By Nabeel Qadeer
Since its inception, Pakistan has always primarily been an agriculture-reliant economy. With the Green Revolution of the 60s being a growth impetus, the sector contributes around 18% to the GDP, employs 42% of the total labour force, and constitutes 75% of total exports revenue.
To picture its significance in a better way, let’s see how it affects people at a micro-level. Income of over 12 million households is directly linked to how well a seasonal crop does. Another 4 million households are involved in livestock farming. Any fluctuation means their livelihood and access to basic needs get compromised. And this does not account for informal labour, the work performed by women during harvest season. In simple terms, Pakistan’s rural population, which is 64% of the total, is affiliated with the agriculture sector. This is what makes the industry so important.
The agriculture sector experienced a growth of 3.8% in the last financial year. The yield per hectare of major crops, however, has been on a decline over the years. For example, Pakistan’s wheat yield is only 38% of what France produces, rice crop is merely 29% of yield per hectare of the US and cotton produce is just 52% of what China grows per hectare. There are multiple reasons for this — soil fertility, seed quality and limited financing being just some of them.
Countries such as China, Israel and Brazil have experienced exponential growth in the agriculture sector. Pakistan can learn from their policy experiences and interventions to strengthen its own agriculture sector.
Brazil’s agricultural production grew by more than 400% over the past two decades. This growth has been despite challenges of infrastructure and transportation logistics the country still faces. What it did right was to invest in research. Thereby, introducing new methods of operation such as ‘no till’ agriculture, genetic modification of seeds, and increasing arable land through chemicals. To complement this, the private sector jumped in with investments in infrastructure and logistics, even if with a motive of market profitability.
Israel, despite its land area as small as the state of New Jersey, has increased agricultural output substantially. Smart irrigation methods, including micro-irrigation that utilises drip technology, have been instrumental in this growth. In addition, Israel treats almost 80% of domestic wastewater, recycling it for agricultural use. This constitutes nearly 50% of the total water used for agriculture; hence, overcoming the challenge of water shortage.

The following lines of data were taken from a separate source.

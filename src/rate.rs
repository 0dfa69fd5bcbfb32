//! Newton-Raphson search for the annual rate of a fixed-repayment loan.
//!
//! The residual is `f(r) = repayment - capital * m / (1 - (1 + m)^-n)` with
//! `m = r / 12`. Its derivative is taken analytically with respect to `m`
//! and divided by 12 to get the slope in `r`:
//!
//! `df/dr = -capital * ((1 - v) - m * n * v / (1 + m)) / (1 - v)^2 / 12`
//!
//! where `v = (1 + m)^-n`.

use crate::error::{require_positive, LoanError, LoanResult};
use crate::loan::{monthly_rate, PERIODS_PER_YEAR};
use log::{trace, warn};

/// Default starting annual rate (5%).
pub const DEFAULT_INITIAL_GUESS: f64 = 0.05;

/// Default convergence tolerance on successive annual-rate estimates.
pub const DEFAULT_TOLERANCE: f64 = 1e-6;

/// Default iteration cap.
pub const DEFAULT_MAX_ITERATIONS: u32 = 100;

/// Configuration for [`solve_rate`].
#[derive(Debug, Clone, Copy, PartialEq)]
#[cfg_attr(feature = "serde", derive(serde::Serialize, serde::Deserialize))]
pub struct SolverConfig {
    /// Annual rate the iteration starts from.
    pub initial_guess: f64,
    /// Stop once two successive estimates differ by less than this.
    pub tolerance: f64,
    /// Maximum number of Newton steps.
    pub max_iterations: u32,
}

impl Default for SolverConfig {
    fn default() -> Self {
        Self {
            initial_guess: DEFAULT_INITIAL_GUESS,
            tolerance: DEFAULT_TOLERANCE,
            max_iterations: DEFAULT_MAX_ITERATIONS,
        }
    }
}

impl SolverConfig {
    #[must_use]
    pub fn new(tolerance: f64, max_iterations: u32) -> Self {
        Self {
            tolerance,
            max_iterations,
            ..Self::default()
        }
    }

    #[must_use]
    pub fn with_initial_guess(mut self, initial_guess: f64) -> Self {
        self.initial_guess = initial_guess;
        self
    }

    #[must_use]
    pub fn with_tolerance(mut self, tolerance: f64) -> Self {
        self.tolerance = tolerance;
        self
    }

    #[must_use]
    pub fn with_max_iterations(mut self, max_iterations: u32) -> Self {
        self.max_iterations = max_iterations;
        self
    }
}

/// Result of [`solve_rate`].
#[derive(Debug, Clone, Copy, PartialEq)]
#[cfg_attr(feature = "serde", derive(serde::Serialize, serde::Deserialize))]
pub struct RateSolution {
    /// Annual rate as a fraction. The last estimate when not converged.
    pub rate: f64,
    pub converged: bool,
    /// Newton steps taken.
    pub iterations: u32,
}

/// Residual and its slope with respect to the annual rate.
fn residual(capital: f64, repayment: f64, periods: f64, annual_rate: f64) -> (f64, f64) {
    let m = monthly_rate(annual_rate);
    let v = (1. + m).powf(-periods);
    let denom = 1. - v;

    let f = repayment - capital * m / denom;
    // keep `capital *` outermost so an underflowing slope reads as exactly zero
    let dg_dm = capital * (denom - m * periods * v / (1. + m)) / (denom * denom);
    (f, -dg_dm / PERIODS_PER_YEAR)
}

/// Finds the annual rate at which `capital` is repaid by `periods` monthly
/// payments of `repayment`.
///
/// Running out of iterations is not an error: the last estimate comes back
/// with `converged == false`. A zero or non-finite slope, or an estimate that
/// leaves the domain of the repayment formula, is reported as
/// [`LoanError::Undefined`].
pub fn solve_rate(
    capital: f64,
    repayment: f64,
    periods: f64,
    config: &SolverConfig,
) -> LoanResult<RateSolution> {
    let capital = require_positive("capital", capital)?;
    let repayment = require_positive("repayment", repayment)?;
    let periods = require_positive("duration", periods)?;

    if repayment * periods <= capital {
        return Err(LoanError::undefined(
            "rate",
            format!(
                "{} repayments of {} do not exceed the capital {}",
                periods, repayment, capital
            ),
        ));
    }

    let mut rate = config.initial_guess;
    for iteration in 1..=config.max_iterations {
        let (f, df) = residual(capital, repayment, periods, rate);
        trace!(
            "iteration {}: rate {}, residual {}, slope {}",
            iteration,
            rate,
            f,
            df
        );

        if df == 0. || !df.is_finite() || !f.is_finite() {
            return Err(LoanError::undefined(
                "rate",
                format!("slope of the repayment equation is {} at rate {}", df, rate),
            ));
        }

        let next = rate - f / df;
        if !next.is_finite() {
            return Err(LoanError::undefined(
                "rate",
                format!("estimate diverged after {} iterations", iteration),
            ));
        }

        if (next - rate).abs() < config.tolerance {
            return Ok(RateSolution {
                rate: next,
                converged: true,
                iterations: iteration,
            });
        }
        rate = next;
    }

    warn!(
        "Newton-Raphson: no convergence after {} iterations, last estimate {}",
        config.max_iterations, rate
    );
    Ok(RateSolution {
        rate,
        converged: false,
        iterations: config.max_iterations,
    })
}
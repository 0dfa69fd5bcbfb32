//! Error types for loan calculations.

use crate::loan::Field;
use thiserror::Error;

/// A specialized Result type for loan calculations.
pub type LoanResult<T> = Result<T, LoanError>;

/// Errors raised while solving a loan or generating its schedule.
///
/// Non-convergence of the rate solver is not an error; it is reported through
/// [`RateSolution::converged`](crate::rate::RateSolution::converged).
#[derive(Error, Debug, Clone, PartialEq)]
pub enum LoanError {
    /// A quantity is non-finite or not strictly positive.
    #[error("invalid {field}: {value} (must be a finite value greater than zero)")]
    InvalidInput {
        /// Name of the offending quantity.
        field: &'static str,
        /// The value that was supplied.
        value: f64,
    },

    /// The computation has no finite answer for these inputs.
    #[error("{operation} is undefined: {reason}")]
    Undefined {
        /// The computation that failed.
        operation: &'static str,
        /// Why it has no answer.
        reason: String,
    },

    /// A known quantity was not supplied.
    #[error("{0} is required but was not supplied")]
    MissingField(Field),

    /// A payment date could not be represented.
    #[error("payment date overflow after {0}")]
    DateOverflow(chrono::NaiveDate),
}

impl LoanError {
    /// Creates an invalid input error.
    #[must_use]
    pub fn invalid_input(field: &'static str, value: f64) -> Self {
        Self::InvalidInput { field, value }
    }

    /// Creates an undefined-result error.
    #[must_use]
    pub fn undefined(operation: &'static str, reason: impl Into<String>) -> Self {
        Self::Undefined {
            operation,
            reason: reason.into(),
        }
    }
}

/// Checks that `value` is finite and strictly positive.
pub(crate) fn require_positive(field: &'static str, value: f64) -> LoanResult<f64> {
    if value.is_finite() && value > 0. {
        Ok(value)
    } else {
        Err(LoanError::invalid_input(field, value))
    }
}

/// Converts a non-finite result into [`LoanError::Undefined`].
pub(crate) fn require_finite(operation: &'static str, value: f64) -> LoanResult<f64> {
    if value.is_finite() {
        Ok(value)
    } else {
        Err(LoanError::undefined(
            operation,
            format!("result is not a finite number ({value})"),
        ))
    }
}
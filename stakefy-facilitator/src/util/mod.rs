//! Process-level helpers for the facilitator binary.

mod shutdown;

pub use shutdown::Shutdown;
//! Wall-clock time for session, budget and channel expiry.
//!
//! Records store [`UnixTimestamp`] values and managers read the current time through
//! a [`Clock`], so expiry can be driven deterministically in tests with a
//! [`ManualClock`].

use serde::{Deserialize, Deserializer, Serialize, Serializer};
use std::fmt::{Display, Formatter};
use std::ops::Add;
use std::sync::atomic::{AtomicU64, Ordering};
use std::time::SystemTime;

/// A Unix timestamp representing seconds since the Unix epoch (1970-01-01T00:00:00Z).
///
/// # Serialization
///
/// Serialized as a stringified integer so that JavaScript clients never lose
/// precision. Deserialization also accepts a bare JSON number.
///
/// ```json
/// "1699999999"
/// ```
#[derive(Debug, Clone, Copy, PartialEq, PartialOrd, Ord, Eq, Hash, Default)]
pub struct UnixTimestamp(u64);

impl Serialize for UnixTimestamp {
    fn serialize<S: Serializer>(&self, serializer: S) -> Result<S::Ok, S::Error> {
        serializer.serialize_str(&self.0.to_string())
    }
}

impl<'de> Deserialize<'de> for UnixTimestamp {
    fn deserialize<D>(deserializer: D) -> Result<Self, D::Error>
    where
        D: Deserializer<'de>,
    {
        #[derive(Deserialize)]
        #[serde(untagged)]
        enum Raw {
            Text(String),
            Number(u64),
        }

        match Raw::deserialize(deserializer)? {
            Raw::Number(secs) => Ok(Self(secs)),
            Raw::Text(s) => s
                .parse::<u64>()
                .map(Self)
                .map_err(|_| serde::de::Error::custom("timestamp must be a non-negative integer")),
        }
    }
}

impl Display for UnixTimestamp {
    fn fmt(&self, f: &mut Formatter<'_>) -> std::fmt::Result {
        write!(f, "{}", self.0)
    }
}

impl Add<u64> for UnixTimestamp {
    type Output = Self;

    fn add(self, rhs: u64) -> Self::Output {
        Self(self.0.saturating_add(rhs))
    }
}

impl UnixTimestamp {
    /// Creates a new [`UnixTimestamp`] from a raw seconds value.
    #[must_use]
    pub const fn from_secs(secs: u64) -> Self {
        Self(secs)
    }

    /// Returns the current system time as a [`UnixTimestamp`].
    ///
    /// A clock set before the Unix epoch reads as the epoch itself.
    #[must_use]
    pub fn now() -> Self {
        let now = SystemTime::now()
            .duration_since(SystemTime::UNIX_EPOCH)
            .map_or(0, |d| d.as_secs());
        Self(now)
    }

    /// Returns the timestamp as raw seconds since the Unix epoch.
    #[must_use]
    pub const fn as_secs(&self) -> u64 {
        self.0
    }

    /// Returns `true` once `now` is strictly past this deadline.
    ///
    /// A record whose `expires_at` equals the current second is still live.
    #[must_use]
    pub const fn has_passed(&self, now: Self) -> bool {
        now.0 > self.0
    }
}

/// Source of the current time.
pub trait Clock: Send + Sync + std::fmt::Debug {
    /// Returns the current time.
    fn now(&self) -> UnixTimestamp;
}

/// [`Clock`] backed by the operating system's wall clock.
#[derive(Debug, Default, Clone, Copy)]
pub struct SystemClock;

impl Clock for SystemClock {
    fn now(&self) -> UnixTimestamp {
        UnixTimestamp::now()
    }
}

/// A [`Clock`] that only moves when told to.
#[derive(Debug, Default)]
pub struct ManualClock {
    secs: AtomicU64,
}

impl ManualClock {
    /// Creates a clock frozen at `start`.
    #[must_use]
    pub const fn new(start: UnixTimestamp) -> Self {
        Self {
            secs: AtomicU64::new(start.as_secs()),
        }
    }

    /// Moves the clock forward by `secs` seconds.
    pub fn advance(&self, secs: u64) {
        self.secs.fetch_add(secs, Ordering::SeqCst);
    }

    /// Jumps the clock to `at`.
    pub fn set(&self, at: UnixTimestamp) {
        self.secs.store(at.as_secs(), Ordering::SeqCst);
    }
}

impl Clock for ManualClock {
    fn now(&self) -> UnixTimestamp {
        UnixTimestamp(self.secs.load(Ordering::SeqCst))
    }
}
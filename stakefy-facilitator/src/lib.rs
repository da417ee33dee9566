//! HTTP facilitator for stakefy payment sessions, budgets and channels.
//!
//! Exposes the settlement core over a REST API, delivers lifecycle webhooks and talks
//! to a remote ledger signer service.
//!
//! # Modules
//!
//! - [`config`] - TOML configuration with environment variable expansion
//! - [`error`] - API error responses
//! - [`handlers`] - Axum route handlers and router builder
//! - [`ledger_client`] - HTTP client for the remote ledger service
//! - [`util`] - Shutdown coordination
//! - [`webhook`] - Background webhook delivery

pub mod config;
pub mod error;
pub mod handlers;
pub mod ledger_client;
pub mod util;
pub mod webhook;

pub use handlers::{AppState, SharedState, facilitator_router};
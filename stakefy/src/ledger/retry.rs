//! Retry with exponential backoff for transient ledger failures.

use std::future::Future;
use std::time::Duration;

use super::LedgerError;

/// How many times, and how patiently, a ledger call is retried.
///
/// Only [`LedgerError::is_transient`] failures are retried. Delays double after each
/// attempt: `base_delay`, `2 * base_delay`, `4 * base_delay`, ...
#[derive(Debug, Clone, Copy, PartialEq, Eq)]
pub struct RetryPolicy {
    max_attempts: u32,
    base_delay: Duration,
}

impl Default for RetryPolicy {
    fn default() -> Self {
        Self {
            max_attempts: 3,
            base_delay: Duration::from_millis(250),
        }
    }
}

impl RetryPolicy {
    /// Creates a policy. `max_attempts` of zero is treated as one.
    #[must_use]
    pub const fn new(max_attempts: u32, base_delay: Duration) -> Self {
        Self {
            max_attempts,
            base_delay,
        }
    }

    /// A policy that never retries.
    #[must_use]
    pub const fn no_retry() -> Self {
        Self::new(1, Duration::ZERO)
    }

    /// Total attempts, including the first.
    #[must_use]
    pub const fn max_attempts(&self) -> u32 {
        if self.max_attempts == 0 {
            1
        } else {
            self.max_attempts
        }
    }

    /// Delay before attempt `attempt + 1`, where `attempt` starts at 1.
    #[must_use]
    pub fn delay_after(&self, attempt: u32) -> Duration {
        let exponent = attempt.saturating_sub(1).min(16);
        self.base_delay.saturating_mul(1 << exponent)
    }

    /// Runs `call` until it succeeds, fails permanently, or attempts run out.
    ///
    /// # Errors
    ///
    /// Returns the last [`LedgerError`] produced by `call`.
    #[cfg_attr(not(feature = "telemetry"), allow(unused_variables))]
    pub async fn run<T, F, Fut>(&self, operation: &'static str, mut call: F) -> Result<T, LedgerError>
    where
        F: FnMut() -> Fut,
        Fut: Future<Output = Result<T, LedgerError>>,
    {
        let max_attempts = self.max_attempts();
        let mut attempt = 1;
        loop {
            match call().await {
                Ok(value) => return Ok(value),
                Err(err) if err.is_transient() && attempt < max_attempts => {
                    let delay = self.delay_after(attempt);
                    #[cfg(feature = "telemetry")]
                    tracing::warn!(
                        operation,
                        attempt,
                        delay_ms = u64::try_from(delay.as_millis()).unwrap_or(u64::MAX),
                        error = %err,
                        "Transient ledger failure, retrying"
                    );
                    tokio::time::sleep(delay).await;
                    attempt += 1;
                }
                Err(err) => return Err(err),
            }
        }
    }
}

#[cfg(test)]
mod tests {
    use super::*;
    use std::sync::atomic::{AtomicU32, Ordering};

    #[test]
    fn delays_double() {
        let policy = RetryPolicy::new(4, Duration::from_secs(2));
        assert_eq!(policy.delay_after(1), Duration::from_secs(2));
        assert_eq!(policy.delay_after(2), Duration::from_secs(4));
        assert_eq!(policy.delay_after(3), Duration::from_secs(8));
        assert_eq!(RetryPolicy::new(0, Duration::ZERO).max_attempts(), 1);
    }

    #[tokio::test]
    async fn retries_transient_failures_until_success() {
        let calls = AtomicU32::new(0);
        let policy = RetryPolicy::new(3, Duration::ZERO);
        let result = policy
            .run("test", || async {
                if calls.fetch_add(1, Ordering::SeqCst) < 2 {
                    Err(LedgerError::Unavailable("down".into()))
                } else {
                    Ok(42)
                }
            })
            .await;
        assert_eq!(result, Ok(42));
        assert_eq!(calls.load(Ordering::SeqCst), 3);
    }

    #[tokio::test]
    async fn gives_up_after_max_attempts() {
        let calls = AtomicU32::new(0);
        let policy = RetryPolicy::new(2, Duration::ZERO);
        let result: Result<(), _> = policy
            .run("test", || async {
                calls.fetch_add(1, Ordering::SeqCst);
                Err(LedgerError::Timeout("slow".into()))
            })
            .await;
        assert_eq!(result, Err(LedgerError::Timeout("slow".into())));
        assert_eq!(calls.load(Ordering::SeqCst), 2);
    }

    #[tokio::test]
    async fn does_not_retry_rejections() {
        let calls = AtomicU32::new(0);
        let result: Result<(), _> = RetryPolicy::default()
            .run("test", || async {
                calls.fetch_add(1, Ordering::SeqCst);
                Err(LedgerError::Rejected("insufficient funds".into()))
            })
            .await;
        assert!(result.is_err());
        assert_eq!(calls.load(Ordering::SeqCst), 1);
    }
}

If Pakistan is to reposition the agriculture sector as globally competitive and as a tool to impact millions of lives, it is important that a dynamic long-term strategy be devised — a multi-dimensional policy that works to improve the total sector output like Brazil did, increase per unit productivity as China did and enhance efficiency by introducing technology as Israel has. In doing so, the potential role of different stakeholders, including entrepreneurs and investors, must be explored and acknowledged. This will encourage them to take policy ownership and work to make it a success.
Entrepreneurs are natural problem-solvers. They can develop products and propose local solutions to a set of common agricultural problems. In turn, they have a scalable market ready to be accessed. Use of drone technology to monitor crop growth is one such solution. However, any such entrepreneurial solution needs to be backed on a large scale for ground-level implementation.
Agriculture and ancillary sectors can be utilised for poverty alleviation as was practised in China. Programmes facilitating small landholders by providing access to micro credit, subsidised graded seeds and shared advanced technology can improve their livelihood, thereby pulling them out of poverty.
In Bangladesh, for example, and other developing countries of Latin America and Africa, small-scale poultry and livestock businesses have been supported as a means of poverty alleviation. It promoted women entrepreneurship, financial inclusion and strengthened the local livestock industry as well. Subsequently, livelihood of those directly involved improved and so did food supply.
Structured support of the sector will help in striking a better balance in the labour market, thereby releasing the ‘push’ factor of urban migration. Government-assisted vocational trainings and academic degrees, for example, will create an incentive to pursue sector-based knowledge. It will add some prestige to agriculture as a career field and encourage youth from rural backgrounds to adopt it as an option.
Pakistan’s economy is facing enormous challenges. It is exactly in such testing times that bold decisions are taken — decisions that have the power to convert challenges into opportunities. It is the right time to create a supportive policy environment for the agriculture sector and improve the livelihood of over 12 million households. Rather than mocking the Prime Minister’s simplistic rhetoric on kattas, murghis & desi andas, it’ll be more valuable for us, as a nation, to realise the importance we need to give to promoting the agriculture sector of Pakistan. Yes, his priorities seem spot-on. Let’s stay positive and support our government in making agricultural reforms a prime agenda item.